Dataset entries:

##########

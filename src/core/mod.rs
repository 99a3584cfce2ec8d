//! Core chat components
//!
//! The completion driver and the interactive turn loop built on it.

mod chat;
mod session;

pub use chat::{collect_reply, ChatEngine, ChatError};
pub use session::{InputSource, Session, SessionEnd, Transcript, UserInput};
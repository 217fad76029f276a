// Copyright (c) The esp-ram-test Contributors
// SPDX-License-Identifier: MIT OR Apache-2.0

//! The monitoring loop.
//!
//! [`MonitorLoop`] polls a [`ByteSource`], echoes everything it reads, and feeds complete lines
//! through classification, aggregation and completion detection until the run completes, the
//! deadline passes, a shutdown signal arrives, or the source fails.

use crate::{
    assembler::LineAssembler,
    classify::{CompletionTrigger, classify_line},
    completion::{CompletionDetector, MonitorState},
    config::MonitorSettings,
    errors::{SignalHandlerSetupError, SourceReadError},
    signal::{ShutdownEvent, SignalHandlerKind},
    source::ByteSource,
    stats::{Stats, StatsAggregator},
};
use std::{io::Write, time::Duration};
use tokio::time::Instant;
use tracing::{debug, info, warn};

/// Watches a byte source until a Unity run finishes.
#[derive(Clone, Debug)]
pub struct MonitorLoop {
    settings: MonitorSettings,
    signal_handler: SignalHandlerKind,
}

impl MonitorLoop {
    /// Creates a new monitor loop.
    pub fn new(settings: MonitorSettings, signal_handler: SignalHandlerKind) -> Self {
        Self {
            settings,
            signal_handler,
        }
    }

    /// Runs the loop to completion.
    ///
    /// Raw bytes are written to `echo` as soon as they are read, before they're interpreted.
    /// Failing to echo is logged and otherwise ignored.
    ///
    /// This must be called from within a Tokio runtime with the time driver enabled.
    pub async fn run<S, W>(
        &self,
        mut source: S,
        echo: W,
    ) -> Result<MonitorOutcome, SignalHandlerSetupError>
    where
        S: ByteSource,
        W: Write,
    {
        let mut signals = self.signal_handler.build()?;
        let start = Instant::now();
        let mut session = Session::new(self.settings.timeout, echo);
        let mut buf = Vec::new();

        debug!(
            "monitoring {} (timeout: {:.3}s)",
            source.name(),
            self.settings.timeout.as_secs_f64()
        );

        let mut interrupt = loop {
            if session.detector.check_deadline(start.elapsed()) {
                warn!(
                    "no completion detected within {:.3}s",
                    session.detector.timeout().as_secs_f64()
                );
                break None;
            }

            buf.clear();
            let read = match source.read_available(&mut buf) {
                Ok(read) => read,
                Err(err) => {
                    break Some(MonitorInterrupt::Read(SourceReadError::new(
                        source.name(),
                        err,
                    )));
                }
            };
            if read > 0 {
                session.process_chunk(&buf);
            }
            if session.detector.state() == MonitorState::Completed {
                break None;
            }

            // Give a pending signal a chance to be observed between chunks. Sleep only when
            // there was nothing to read.
            let event = if read > 0 {
                tokio::select! {
                    biased;
                    Some(event) = signals.recv() => Some(event),
                    () = tokio::task::yield_now() => None,
                }
            } else {
                tokio::select! {
                    biased;
                    Some(event) = signals.recv() => Some(event),
                    () = tokio::time::sleep(self.settings.poll_interval) => None,
                }
            };
            if let Some(event) = event {
                warn!("received {event}, stopping");
                break Some(MonitorInterrupt::Signal(event));
            }
        };

        if session.detector.state() == MonitorState::Completed {
            interrupt = self.grace_drain(&mut source, &mut session, &mut buf).await;
        }

        if let Some(line) = session.assembler.flush() {
            debug!("flushing unterminated line");
            session.process_line(&line);
        }

        Ok(session.finish(interrupt, start.elapsed()))
    }

    async fn grace_drain<S: ByteSource, W: Write>(
        &self,
        source: &mut S,
        session: &mut Session<W>,
        buf: &mut Vec<u8>,
    ) -> Option<MonitorInterrupt> {
        tokio::time::sleep(self.settings.grace_period).await;

        // A source may hand out what it has in several pieces, so keep reading until it reports
        // nothing more.
        loop {
            buf.clear();
            match source.read_available(buf) {
                Ok(0) => return None,
                Ok(_) => session.process_chunk(buf),
                Err(err) => {
                    return Some(MonitorInterrupt::Read(SourceReadError::new(
                        source.name(),
                        err,
                    )));
                }
            }
        }
    }
}

/// The per-run state threaded through the loop.
struct Session<W> {
    assembler: LineAssembler,
    aggregator: StatsAggregator,
    detector: CompletionDetector,
    echo: W,
    echo_failed: bool,
}

impl<W: Write> Session<W> {
    fn new(timeout: Duration, echo: W) -> Self {
        Self {
            assembler: LineAssembler::new(),
            aggregator: StatsAggregator::new(),
            detector: CompletionDetector::new(timeout),
            echo,
            echo_failed: false,
        }
    }

    fn process_chunk(&mut self, chunk: &[u8]) {
        self.echo(chunk);
        for line in self.assembler.feed(chunk) {
            self.process_line(&line);
        }
    }

    fn process_line(&mut self, line: &str) {
        let event = classify_line(line);
        debug!("{line:?}: {event:?}");
        self.aggregator.apply(&event);
        if let Some(trigger) = self.detector.on_event(&event) {
            info!("detected {trigger}");
        }
    }

    fn echo(&mut self, chunk: &[u8]) {
        if self.echo_failed {
            return;
        }
        if let Err(err) = self.echo.write_all(chunk).and_then(|()| self.echo.flush()) {
            warn!("failed to echo device output, continuing without it: {err}");
            self.echo_failed = true;
        }
    }

    fn finish(self, interrupt: Option<MonitorInterrupt>, elapsed: Duration) -> MonitorOutcome {
        MonitorOutcome {
            state: self.detector.state(),
            trigger: self.detector.trigger(),
            stats: self.aggregator.into_stats(),
            interrupt,
            elapsed,
        }
    }
}

/// Why a monitoring session stopped before reaching a normal end.
#[derive(Debug)]
pub enum MonitorInterrupt {
    /// A shutdown signal was received.
    Signal(ShutdownEvent),

    /// Reading from the source failed.
    Read(SourceReadError),
}

/// The result of a monitoring session.
#[derive(Debug)]
pub struct MonitorOutcome {
    /// The state the session ended in.
    ///
    /// An interrupted session that never saw a completion trigger ends in
    /// [`MonitorState::Running`].
    pub state: MonitorState,

    /// The trigger that completed the run, if any.
    pub trigger: Option<CompletionTrigger>,

    /// Statistics collected over the session.
    pub stats: Stats,

    /// Set if the session was cut short by a signal or a read error.
    pub interrupt: Option<MonitorInterrupt>,

    /// How long the session took.
    pub elapsed: Duration,
}

impl MonitorOutcome {
    /// Returns true if a completion trigger was seen.
    ///
    /// This says nothing about whether the tests passed.
    pub fn is_completed(&self) -> bool {
        self.state == MonitorState::Completed
    }

    /// Returns true if the run completed without interruption, at least one test ran, and none
    /// failed.
    pub fn is_success(&self) -> bool {
        self.is_completed() && self.interrupt.is_none() && self.stats.is_success()
    }
}
// Copyright (c) The esp-ram-test Contributors
// SPDX-License-Identifier: MIT OR Apache-2.0

use crate::fixtures::settings;
use camino_tempfile::NamedUtf8TempFile;
use indoc::indoc;
use pretty_assertions::assert_eq;
use std::io::{Cursor, Write};
use test_case::test_case;
use unity_monitor::{
    monitor::{MonitorLoop, MonitorOutcome},
    signal::SignalHandlerKind,
    source::ReplaySource,
    stats::Stats,
};

static CAPTURE: &str = indoc! {"
    ESP-ROM:esp32c3-api1-20210207
    Build:Feb  7 2021
    rst:0x1 (POWERON),boot:0xc (SPI_FAST_FLASH_BOOT)
    test/test_slip.c:21:test_slip_encode:PASS
    test/test_slip.c:35:test_slip_decode:FAIL:Expected 0xC0 Was 0xDB
    test/test_crc.c:12:test_crc16:PASS
    test/test_crc.c:19:test_crc32_empty:PASS

    -----------------------
    4 Tests 1 Failures 0 Ignored
    FAIL
"};

async fn replay(source: ReplaySource) -> MonitorOutcome {
    MonitorLoop::new(settings(), SignalHandlerKind::Noop)
        .run(source, std::io::sink())
        .await
        .expect("noop signal handler always builds")
}

async fn replay_whole_capture() -> Stats {
    let source = ReplaySource::from_reader("capture", Cursor::new(CAPTURE))
        .with_chunk_size(CAPTURE.len());
    replay(source).await.stats
}

#[test_case(1; "single bytes")]
#[test_case(3; "three bytes")]
#[test_case(17; "seventeen bytes")]
#[test_case(64; "default")]
#[tokio::test(start_paused = true)]
async fn test_chunk_size_does_not_change_stats(chunk_size: usize) {
    let expected = replay_whole_capture().await;
    assert_eq!(expected.tests_run, 4);
    assert_eq!(expected.tests_failed, 1);

    let source =
        ReplaySource::from_reader("capture", Cursor::new(CAPTURE)).with_chunk_size(chunk_size);
    let outcome = replay(source).await;
    assert!(outcome.is_completed());
    assert_eq!(outcome.stats, expected);
}

#[tokio::test(start_paused = true)]
async fn test_replay_from_file() {
    let mut file = NamedUtf8TempFile::new().unwrap();
    file.write_all(CAPTURE.as_bytes()).unwrap();

    let outcome = replay(ReplaySource::open(file.path()).unwrap()).await;
    assert!(outcome.is_completed());
    assert!(!outcome.is_success());
    assert_eq!(outcome.stats.passed_tests.len(), 3);
    assert_eq!(outcome.stats.failed_tests[0].test_name, "test_slip_decode");
    assert_eq!(outcome.stats.failed_tests[0].file, "test_slip.c");
    assert_eq!(outcome.stats.failed_tests[0].message, "Expected 0xC0 Was 0xDB");
}

static TRAILING_AFTER_OK: &str = indoc! {"
    OK
    test.c:1:test_1:PASS
    test.c:2:test_2:PASS
    test.c:3:test_3:PASS
    test.c:4:test_4:PASS
    test.c:5:test_5:PASS
    test.c:6:test_6:PASS
    test.c:7:test_7:PASS
    test.c:8:test_8:PASS
    test.c:9:test_9:PASS
    test.c:10:test_10:FAIL:late
"};

#[test_case(1; "single bytes")]
#[test_case(64; "default")]
#[test_case(TRAILING_AFTER_OK.len(); "whole log")]
#[tokio::test(start_paused = true)]
async fn test_output_after_completion_is_drained(chunk_size: usize) {
    let source = ReplaySource::from_reader("trailing", Cursor::new(TRAILING_AFTER_OK))
        .with_chunk_size(chunk_size);
    let outcome = replay(source).await;

    assert!(outcome.is_completed());
    assert_eq!(outcome.stats.tests_run, 10);
    assert_eq!(outcome.stats.passed_tests.len(), 9);
    assert_eq!(outcome.stats.failed_tests[0].test_name, "test_10");
}
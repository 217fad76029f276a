// Copyright (c) The esp-ram-test Contributors
// SPDX-License-Identifier: MIT OR Apache-2.0

//! Errors produced by unity-monitor.

use camino::Utf8PathBuf;
use config::ConfigError;
use thiserror::Error;

/// An error that occurred while parsing the config.
#[derive(Debug, Error)]
#[error("failed to parse esp-ram-test config at `{config_file}`")]
#[non_exhaustive]
pub struct ConfigParseError {
    config_file: Utf8PathBuf,
    #[source]
    kind: ConfigParseErrorKind,
}

impl ConfigParseError {
    pub(crate) fn new(config_file: impl Into<Utf8PathBuf>, kind: ConfigParseErrorKind) -> Self {
        Self {
            config_file: config_file.into(),
            kind,
        }
    }

    /// Returns the config file for this error.
    pub fn config_file(&self) -> &Utf8PathBuf {
        &self.config_file
    }

    /// Returns the kind of error.
    pub fn kind(&self) -> &ConfigParseErrorKind {
        &self.kind
    }
}

/// The kind of error that occurred while parsing a config.
///
/// Returned by [`ConfigParseError::kind`].
#[derive(Debug, Error)]
#[non_exhaustive]
pub enum ConfigParseErrorKind {
    /// An error occurred while building the config.
    #[error(transparent)]
    BuildError(Box<ConfigError>),

    /// An error occurred while deserializing the config.
    #[error(transparent)]
    DeserializeError(Box<ConfigError>),

    /// A duration in the config was zero.
    #[error("`{key}` must be greater than zero")]
    ZeroDuration {
        /// The key that was zero.
        key: &'static str,
    },
}

/// An error that occurred while opening and configuring a serial port.
#[derive(Debug, Error)]
#[error("failed to open serial port `{path}`")]
pub struct SerialOpenError {
    path: Utf8PathBuf,
    #[source]
    kind: SerialOpenErrorKind,
}

impl SerialOpenError {
    pub(crate) fn new(path: impl Into<Utf8PathBuf>, kind: SerialOpenErrorKind) -> Self {
        Self {
            path: path.into(),
            kind,
        }
    }

    /// Returns the path to the serial port.
    pub fn path(&self) -> &Utf8PathBuf {
        &self.path
    }

    /// Returns the kind of error.
    pub fn kind(&self) -> &SerialOpenErrorKind {
        &self.kind
    }
}

/// The kind of error that occurred while opening a serial port.
///
/// Returned by [`SerialOpenError::kind`].
#[derive(Debug, Error)]
#[non_exhaustive]
pub enum SerialOpenErrorKind {
    /// The device node could not be opened.
    #[error("error opening device")]
    Open(#[source] std::io::Error),

    /// The terminal attributes could not be read or applied.
    #[error("error configuring terminal attributes")]
    Configure(#[source] std::io::Error),

    /// The requested baud rate isn't one of the supported rates.
    #[error("unsupported baud rate {baud_rate} (supported: {})", supported_list(.supported))]
    UnsupportedBaudRate {
        /// The requested baud rate.
        baud_rate: u32,

        /// The supported baud rates.
        supported: &'static [u32],
    },

    /// Serial ports aren't supported on this platform.
    #[error("serial ports are not supported on this platform")]
    UnsupportedPlatform,
}

fn supported_list(rates: &[u32]) -> String {
    rates
        .iter()
        .map(|rate| rate.to_string())
        .collect::<Vec<_>>()
        .join(", ")
}

/// An error that occurred while reading from a [`ByteSource`](crate::source::ByteSource).
///
/// Read errors are fatal to a monitoring session.
#[derive(Debug, Error)]
#[error("error reading from {source_name}")]
pub struct SourceReadError {
    source_name: String,
    #[source]
    err: std::io::Error,
}

impl SourceReadError {
    /// Creates a new `SourceReadError`.
    pub fn new(source_name: impl Into<String>, err: std::io::Error) -> Self {
        Self {
            source_name: source_name.into(),
            err,
        }
    }

    /// Returns a description of the source that failed.
    pub fn source_name(&self) -> &str {
        &self.source_name
    }
}

/// An error that occurred while opening a replay log.
#[derive(Debug, Error)]
#[error("failed to open replay log `{path}`")]
pub struct ReplayOpenError {
    path: Utf8PathBuf,
    #[source]
    err: std::io::Error,
}

impl ReplayOpenError {
    pub(crate) fn new(path: impl Into<Utf8PathBuf>, err: std::io::Error) -> Self {
        Self {
            path: path.into(),
            err,
        }
    }
}

/// An error that occurred while setting up the signal handler.
#[derive(Debug, Error)]
#[error(transparent)]
pub struct SignalHandlerSetupError(#[from] std::io::Error);

/// An error that occurred while determining the installed esptool's version.
#[derive(Debug, Error)]
#[non_exhaustive]
pub enum EsptoolVersionError {
    /// esptool could not be executed.
    #[error("failed to execute `{command}`")]
    Exec {
        /// The command that was run.
        command: String,

        /// The underlying error.
        #[source]
        err: std::io::Error,
    },

    /// esptool exited with a failure.
    #[error("`{command}` failed with {status}\nstderr:\n{stderr}")]
    Failed {
        /// The command that was run.
        command: String,

        /// The exit status.
        status: std::process::ExitStatus,

        /// The captured standard error.
        stderr: String,
    },

    /// No version could be found in the output.
    #[error("could not find a version in the output of `{command}`:\n{output}")]
    NoVersion {
        /// The command that was run.
        command: String,

        /// The captured standard output.
        output: String,
    },
}

/// An error that occurred while loading a binary into device RAM.
#[derive(Debug, Error)]
#[non_exhaustive]
pub enum LoadRamError {
    /// The binary to load doesn't exist.
    #[error("binary file not found: `{path}`")]
    BinaryNotFound {
        /// The path to the binary.
        path: Utf8PathBuf,
    },

    /// The esptool version could not be determined.
    #[error("failed to negotiate esptool capabilities")]
    Version(#[from] EsptoolVersionError),

    /// esptool could not be executed.
    #[error("failed to execute `{command}`")]
    Exec {
        /// The command that was run.
        command: String,

        /// The underlying error.
        #[source]
        err: std::io::Error,
    },

    /// esptool exited with a failure.
    #[error("`{command}` failed with {status}\nstderr:\n{stderr}")]
    Failed {
        /// The command that was run.
        command: String,

        /// The exit status.
        status: std::process::ExitStatus,

        /// The captured standard error.
        stderr: String,
    },
}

##########

## WHAT IS BEING ASKED
Please copy each line of the records above in which the word "warn" can be found.

## RESULT FOR THIS EXERCISE
use tracing::{debug, info, warn};
                warn!(
                warn!("received {event}, stopping");
            warn!("failed to echo device output, continuing without it: {err}");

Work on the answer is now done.